• **WORK ITEM**
Would you retype every line below without changing anything?

DATA PROVIDED: Begin

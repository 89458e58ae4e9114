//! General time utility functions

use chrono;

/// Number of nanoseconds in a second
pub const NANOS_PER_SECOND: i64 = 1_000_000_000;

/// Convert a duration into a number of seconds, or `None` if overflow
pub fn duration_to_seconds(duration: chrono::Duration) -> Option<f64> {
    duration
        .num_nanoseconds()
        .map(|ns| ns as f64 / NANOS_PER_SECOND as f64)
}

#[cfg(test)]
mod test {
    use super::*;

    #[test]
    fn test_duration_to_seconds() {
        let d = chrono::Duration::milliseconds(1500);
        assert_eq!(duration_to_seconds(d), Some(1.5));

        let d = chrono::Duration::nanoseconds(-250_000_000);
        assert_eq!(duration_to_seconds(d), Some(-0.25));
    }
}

DATA PROVIDED: End

• **TASK RESPONSE**
repository 89458e58ae4e9114
//! General time utility functions

use chrono;

/// Number of nanoseconds in a second
pub const NANOS_PER_SECOND: i64 = 1_000_000_000;

/// Convert a duration into a number of seconds, or `None` if overflow
pub fn duration_to_seconds(duration: chrono::Duration) -> Option<f64> {
    duration
        .num_nanoseconds()
        .map(|ns| ns as f64 / NANOS_PER_SECOND as f64)
}

#[cfg(test)]
mod test {
    use super::*;

    #[test]
    fn test_duration_to_seconds() {
        let d = chrono::Duration::milliseconds(1500);
        assert_eq!(duration_to_seconds(d), Some(1.5));

        let d = chrono::Duration::nanoseconds(-250_000_000);
        assert_eq!(duration_to_seconds(d), Some(-0.25));
    }
}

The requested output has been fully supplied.